First, in the case Hotel Jaya Puri Bhd v Kesatuan Kebangsaan Pekerja-pekerja Hotel, Bar dan Restoran dan seorang lagi[19], the question raised here concerned the workers as to whether they were employees to the restaurant or the hotel itself. By justifying that the workers themselves counted as substantive and material to the hotel, the Industrial Court thus held that they were workers to the hotel, in which in the end, compensation was paid by the hotel to the workers for their unwarranted dismissal.

In an appeal by the hotel to the High Court, the High Court then reasoned under section 29 that the Industrial Court has their own discretion to such matters. By this reasoning and also demonstrating the inherent powers of the Industrial Court, the hotel’s appeal that the Industrial Court was wrong in their application of the law was turned down as the High Court did not want to involve themselves in the matter pertaining to the Industrial Court’s jurisdiction. Even then, such judicial powers do not exempt them from following the rules of natural justice and ensuring that the trial is a fair one, as such, it is still required to make a decision based on the arguments on both sides without a sense of biasness towards one side. This rule is known as Audi arteram partem.

The second case to be discussed here is the case of Perkara Permohonan oleh Kesatuan Syarikat Omnibus Sdn Bhd[20]. Here, the rule of Audi arteram partem was challenged by the appellants when they claimed that the Industrial Court was unfair in their decision because their views were not accepted as much as the respondent’s. The High Court, in this appeal case, held that the Industrial Court has the power and authority to discard evidences in which they consider to be immaterial or unconnected to the issue at hand and this can happen after the Industrial Court had spent days listening to evidences and arguments on both sides. In the end, the parties involved are expected to concede to their judgments.

However, even though it is equipped with such discretion, the Industrial Court may still refer to the High Court on matters pertaining to questions of law. This is provided under section 33A of the Industrial Relations Act 1967 where if the gravity of the award is of the highest priority. As in the two cases above, no party may challenge in any court the judgments of the Industrial Court.

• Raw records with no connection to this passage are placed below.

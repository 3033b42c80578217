use chrono::{DateTime, Utc};
use serde::{Deserialize, Serialize};
use std::collections::{BTreeMap, HashMap, HashSet};
use std::sync::Arc;

use crate::blacklist::{Blacklist, BlacklistSnapshot};
use crate::cancellation::{CancelReport, CancellationBatch, MarkForRemoval, PositionCloser};
use crate::config::EngineConfig;
use crate::models::{ConcludedTrade, GridSnapshot, StrategySnapshot};
use crate::notify::Notifier;
use crate::ranking::{self, RankedStrategy, TrackedStrategies, WinLossBundle};
use crate::tracker::{GridTracker, TrackedGrid};

/// What one `observe_tick` call did
#[derive(Debug, Clone, Default, Serialize, Deserialize, PartialEq)]
pub struct TickSummary {
    pub observed: Vec<i64>,
    /// No longer reported open, tracking dropped
    pub removed: Vec<i64>,
    pub out_of_range: Vec<i64>,
    /// Reported open but no market price for the symbol, left untouched this tick
    pub missing_price: Vec<i64>,
}

/// Everything the engine carries between process restarts
#[derive(Debug, Clone, Default, Serialize, Deserialize)]
pub struct EngineState {
    pub grids: Vec<TrackedGrid>,
    pub blacklist: BlacklistSnapshot,
    pub marks: MarkForRemoval,
}

/// Tracking, ranking and cancellation state for one account
///
/// Constructed by the orchestrator and driven once per tick.
pub struct Engine {
    config: EngineConfig,
    tracker: GridTracker,
    blacklist: Arc<Blacklist>,
    marks: MarkForRemoval,
    notifier: Arc<dyn Notifier>,
}

impl Engine {
    pub fn new(config: EngineConfig, notifier: Arc<dyn Notifier>) -> Self {
        let tracker = GridTracker::new(config.tracker.sample_retention());
        let blacklist = Arc::new(Blacklist::new(notifier.clone()));
        Self {
            config,
            tracker,
            blacklist,
            marks: MarkForRemoval::new(),
            notifier,
        }
    }

    /// Rebuild an engine from persisted state; expired blacklist entries are dropped
    pub fn restore(config: EngineConfig, state: EngineState, notifier: Arc<dyn Notifier>, now: DateTime<Utc>) -> Self {
        let tracker = GridTracker::from_grids(state.grids, config.tracker.sample_retention());
        let blacklist = Arc::new(Blacklist::from_snapshot(state.blacklist, notifier.clone(), now));
        Self {
            config,
            tracker,
            blacklist,
            marks: state.marks,
            notifier,
        }
    }

    pub fn state(&self) -> EngineState {
        EngineState {
            grids: self.tracker.grids().cloned().collect(),
            blacklist: self.blacklist.snapshot(),
            marks: self.marks.clone(),
        }
    }

    pub fn config(&self) -> &EngineConfig {
        &self.config
    }

    pub fn tracker(&self) -> &GridTracker {
        &self.tracker
    }

    /// Shared handle for background lookups
    pub fn blacklist(&self) -> Arc<Blacklist> {
        self.blacklist.clone()
    }

    pub fn marks(&self) -> &MarkForRemoval {
        &self.marks
    }

    pub fn mark_for_removal(&mut self, position_id: i64, floor: f64, reason: &str) -> f64 {
        let stored = self.marks.mark(position_id, floor);
        self.notifier.info(&format!(
            "Grid #{} marked for removal (floor {:.2}%): {}",
            position_id,
            stored * 100.0,
            reason
        ));
        stored
    }

    /// Fold a full snapshot of open grids into the tracker
    ///
    /// Grids missing from `grids` are dropped along with their removal marks.
    pub fn observe_tick(
        &mut self,
        grids: Vec<GridSnapshot>,
        prices: &HashMap<String, f64>,
        track_continuous: bool,
        now: DateTime<Utc>,
    ) -> TickSummary {
        let mut summary = TickSummary::default();

        let open: HashSet<i64> = grids.iter().map(|g| g.position_id).collect();
        summary.removed = self.tracker.reconcile(&open);
        for id in &summary.removed {
            self.marks.clear(*id);
            self.notifier.info(&format!("Grid #{} is closed, stopped tracking", id));
        }

        for snapshot in grids {
            let id = snapshot.position_id;
            match prices.get(&snapshot.symbol) {
                Some(&price) => {
                    self.tracker.observe_at(snapshot, price, track_continuous, now);
                    summary.observed.push(id);
                }
                None => {
                    tracing::warn!(position_id = id, symbol = %snapshot.symbol, "No market price, skipping grid this tick");
                    summary.missing_price.push(id);
                }
            }
        }

        summary.out_of_range = self.tracker.out_of_range();

        tracing::info!(
            "Tick: {} observed, {} removed, {} out of range, {} without price",
            summary.observed.len(),
            summary.removed.len(),
            summary.out_of_range.len(),
            summary.missing_price.len()
        );
        summary
    }

    pub fn plan_cancellations(&self, now: DateTime<Utc>) -> CancellationBatch {
        self.config
            .policy
            .plan(&self.tracker, &self.blacklist, &self.marks, now)
    }

    /// Run a batch against the exchange
    ///
    /// Each successful close clears the grid's removal mark and, with a cooldown
    /// configured, blocks its symbol+direction.
    pub async fn execute(
        &mut self,
        batch: &mut CancellationBatch,
        closer: &dyn PositionCloser,
        now: DateTime<Utc>,
    ) -> CancelReport {
        let report = batch
            .cancel_all(&self.tracker, closer, self.notifier.as_ref())
            .await;

        for id in &report.cancelled {
            self.marks.clear(*id);

            let (Some(cooldown), Some(grid)) = (self.config.policy.cooldown(), self.tracker.get(*id)) else {
                continue;
            };
            self.blacklist.add_by_symbol_direction_at(
                grid.symbol(),
                grid.direction(),
                cooldown,
                &format!("cooldown after cancelling grid #{}", id),
                now,
            );
        }

        if report.has_failures() {
            tracing::warn!(
                "{} of {} cancellations failed: {:?}",
                report.failures.len(),
                batch.len(),
                report.failed_ids()
            );
        }
        report
    }

    /// Pre-sort by ROI and build the ranking view
    pub fn rank_strategies(&self, strategies: Vec<StrategySnapshot>) -> TrackedStrategies {
        ranking::to_tracked(ranking::sort_by_roi_desc(strategies))
    }

    pub fn openable<'a>(&self, tracked: &'a TrackedStrategies, now: DateTime<Utc>) -> Vec<&'a RankedStrategy> {
        ranking::select_openable(tracked, &self.blacklist, self.config.scoring.max_cohort_rank, now)
    }

    pub fn score_trades(&self, trades: &[ConcludedTrade]) -> BTreeMap<i64, WinLossBundle> {
        ranking::score_all(trades, &self.config.scoring.win_loss)
    }
}

#[cfg(test)]
mod tests {
    use super::*;
    use crate::cancellation::CancelPolicy;
    use crate::models::Direction;
    use crate::notify::MemoryNotifier;
    use async_trait::async_trait;
    use chrono::{Duration, TimeZone};

    struct AlwaysClose;

    #[async_trait]
    impl PositionCloser for AlwaysClose {
        async fn close_position(&self, _grid: &TrackedGrid) -> anyhow::Result<()> {
            Ok(())
        }
    }

    fn t0() -> DateTime<Utc> {
        Utc.with_ymd_and_hms(2024, 6, 1, 0, 0, 0).unwrap()
    }

    fn grid(id: i64, symbol: &str, realized: &str) -> GridSnapshot {
        GridSnapshot {
            position_id: id,
            strategy_id: id * 10,
            symbol: symbol.to_string(),
            direction: Direction::Long,
            leverage: 2,
            realized_profit: realized.to_string(),
            funding_fee: "0".to_string(),
            position_size: "0".to_string(),
            entry_price: "10".to_string(),
            lower_price: "8".to_string(),
            upper_price: "12".to_string(),
            initial_value: "200".to_string(),
        }
    }

    fn prices() -> HashMap<String, f64> {
        HashMap::from([("BTCUSDT".to_string(), 10.0), ("ETHUSDT".to_string(), 13.0)])
    }

    fn engine(policy: CancelPolicy) -> (Engine, Arc<MemoryNotifier>) {
        let notifier = Arc::new(MemoryNotifier::default());
        let config = EngineConfig {
            policy,
            ..EngineConfig::default()
        };
        (Engine::new(config, notifier.clone()), notifier)
    }

    #[test]
    fn test_observe_tick_summary() {
        let (mut engine, _) = engine(CancelPolicy::default());
        let summary = engine.observe_tick(
            vec![grid(1, "BTCUSDT", "1"), grid(2, "ETHUSDT", "1"), grid(3, "SOLUSDT", "1")],
            &prices(),
            true,
            t0(),
        );

        assert_eq!(summary.observed, vec![1, 2]);
        assert_eq!(summary.missing_price, vec![3]);
        assert_eq!(summary.out_of_range, vec![2]);
        assert!(!engine.tracker().contains(3));

        let summary = engine.observe_tick(vec![grid(2, "ETHUSDT", "1")], &prices(), true, t0());
        assert_eq!(summary.removed, vec![1]);
        assert_eq!(engine.tracker().len(), 1);
    }

    #[test]
    fn test_removed_grid_drops_its_mark() {
        let (mut engine, notifier) = engine(CancelPolicy::default());
        engine.observe_tick(vec![grid(1, "BTCUSDT", "0")], &prices(), true, t0());
        engine.mark_for_removal(1, -0.02, "manual");
        assert_eq!(engine.marks().floor(1), Some(-0.02));

        engine.observe_tick(Vec::new(), &prices(), true, t0());
        assert!(engine.marks().is_empty());
        assert!(notifier.messages().iter().any(|m| m.contains("stopped tracking")));
    }

    #[tokio::test]
    async fn test_execute_applies_cooldown() {
        let policy = CancelPolicy {
            take_profit_roi: Some(0.05),
            cooldown_after_cancel_secs: Some(1800),
            ..CancelPolicy::default()
        };
        let (mut engine, _) = engine(policy);
        // initial 200 / 2 = 100, realized 6 → ROI 6%
        engine.observe_tick(vec![grid(1, "BTCUSDT", "6")], &prices(), true, t0());
        engine.mark_for_removal(1, -0.5, "manual");

        let mut batch = engine.plan_cancellations(t0());
        let report = engine.execute(&mut batch, &AlwaysClose, t0()).await;

        assert_eq!(report.cancelled, vec![1]);
        assert!(engine.marks().is_empty());
        let (blocked, till) = engine
            .blacklist()
            .is_blocked_by_symbol_direction_at("BTCUSDT", Direction::Long, t0());
        assert!(blocked);
        assert_eq!(till, Some(t0() + Duration::minutes(30)));
    }

    #[tokio::test]
    async fn test_longest_cooldown_saturates() {
        let policy = CancelPolicy {
            cooldown_after_cancel_secs: Some(i64::MAX / 1000),
            ..CancelPolicy::default()
        };
        assert!(policy.validate().is_ok());
        let (mut engine, _) = engine(policy);
        engine.observe_tick(vec![grid(1, "BTCUSDT", "1")], &prices(), true, t0());
        engine.mark_for_removal(1, -0.5, "manual");

        let mut batch = engine.plan_cancellations(t0());
        let report = engine.execute(&mut batch, &AlwaysClose, t0()).await;

        assert_eq!(report.cancelled, vec![1]);
        let (blocked, till) = engine
            .blacklist()
            .is_blocked_by_symbol_direction_at("BTCUSDT", Direction::Long, t0());
        assert!(blocked);
        assert_eq!(till, Some(DateTime::<Utc>::MAX_UTC));
    }

    #[test]
    fn test_state_round_trip_restores_tracking() {
        let (mut engine, notifier) = engine(CancelPolicy::default());
        engine.observe_tick(vec![grid(1, "BTCUSDT", "4")], &prices(), true, t0());
        engine.mark_for_removal(1, -0.01, "manual");
        engine
            .blacklist()
            .add_by_symbol_at("ETHUSDT", Duration::hours(2), "listing review", t0());

        let json = serde_json::to_string(&engine.state()).unwrap();
        let state: EngineState = serde_json::from_str(&json).unwrap();
        let restored = Engine::restore(EngineConfig::default(), state, notifier, t0() + Duration::hours(1));

        assert_eq!(restored.tracker().get(1).unwrap().last_roi, 0.04);
        assert_eq!(restored.marks().floor(1), Some(-0.01));
        assert!(restored.blacklist().is_blocked_by_symbol_at("ETHUSDT", t0() + Duration::hours(1)).0);
    }
}
use serde::{Deserialize, Serialize};

/// Aggregate of every tracked grid settling in one quote asset
#[derive(Debug, Clone, Copy, Default, Serialize, Deserialize, PartialEq)]
pub struct PortfolioTotals {
    pub initial_value: f64,
    pub pnl: f64,
    pub positions: usize,
}

impl PortfolioTotals {
    pub(crate) fn add(&mut self, initial_value: f64, pnl: f64) {
        self.initial_value += initial_value;
        self.pnl += pnl;
        self.positions += 1;
    }

    pub(crate) fn subtract(&mut self, initial_value: f64, pnl: f64) {
        self.initial_value -= initial_value;
        self.pnl -= pnl;
        self.positions = self.positions.saturating_sub(1);
        if self.positions == 0 {
            // Clear float residue once the bucket is empty
            self.initial_value = 0.0;
            self.pnl = 0.0;
        }
    }

    pub fn roi(&self) -> f64 {
        if self.initial_value == 0.0 {
            0.0
        } else {
            self.pnl / self.initial_value
        }
    }
}

#[cfg(test)]
mod tests {
    use super::*;

    #[test]
    fn test_add_and_subtract() {
        let mut totals = PortfolioTotals::default();
        totals.add(100.0, 5.0);
        totals.add(50.0, -2.0);
        assert_eq!(totals.positions, 2);
        assert!((totals.roi() - 0.02).abs() < 1e-12);

        totals.subtract(100.0, 5.0);
        assert_eq!(totals.positions, 1);
        assert_eq!(totals.initial_value, 50.0);

        totals.subtract(50.0, -2.0);
        assert_eq!(totals, PortfolioTotals::default());
    }

    #[test]
    fn test_empty_roi_is_zero() {
        assert_eq!(PortfolioTotals::default().roi(), 0.0);
    }
}
// Strategy ranking and historical win/loss scoring
pub mod selection;
pub mod tracked_strategies;
pub mod win_loss;

pub use selection::select_openable;
pub use tracked_strategies::{
    sort_by_roi_desc, to_tracked, CohortCount, MetricBundle, RankedStrategy, RankingReport, TrackedStrategies,
};
pub use win_loss::{score_all, score_trade, score_user, ScoreBucket, TradeScore, WinLoss, WinLossBundle, WinLossParams};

If the power of the Director-General under Part XV of the Employment Act or if the power of the Industrial Court under the Industrial Relations Act are violated, then the proceedings initiated by the Industrial Court can scrutinised in the form of judicial review. An example of this is when the Industrial Court has made a judgment by means of which they have no authority to do so, i.e. acting ultra vires. In such situations, the extreme decision of the Industrial Court can be quashed by means certiorari. The table below shows the situations where the Industrial Court has acted outside their power.


Situations Giving Rise to Ultra Vires


When the majority in the Industrial Court is inadequate as required under s 22(1) or the consent of the parties are not given.


When the Industrial Court itself does not have the power in a particular issue. For example, under section 26 of the Industrial Relations Act, the power to refer lies with the minister or matters pertaining to trade union disputes can only be heard by the Industrial Court[21].


When the actions of the parties are too much or they have acted too inadequately in reference to their given powers.

An interesting note here is that the matter of the Industrial Court questioning the cases referred to them by the minister has only risen since 1985. Before that, the Industrial Court had heard and made a judgment on every case given to them by the minister. A case which demonstrates this point is ofAsia Motor Sdn Bhd and Cho Mai Sum[22]. Here, a reference made by the minister regarding the applicant’s status as an employee was challenged by Asia Motor due to the fact that ‘employee’ did not follow the definition set out in the Act. In an explanation, Salleh Abbas who was the Federal Court judge then said that it is not the obligation of the Industrial Court to hear on matters given to them by the minister specifically when it is not within their power to do so.



Asia Motor Sdn Bhd and Cho Mai Sum [1986] 2 ILR 919

Hotel Jaya Puri Bhd v Kesatuan Kebangsaan Pekerja-pekerja Hotel, Bar dan Restoran dan seorang lagi [1980] 1 MLJ 109

Perkara Permohonan oleh Kesatuan Syarikat Omnibus Sdn Bhd (1977)

Perkara Permohonan oleh Sreedharan (1974)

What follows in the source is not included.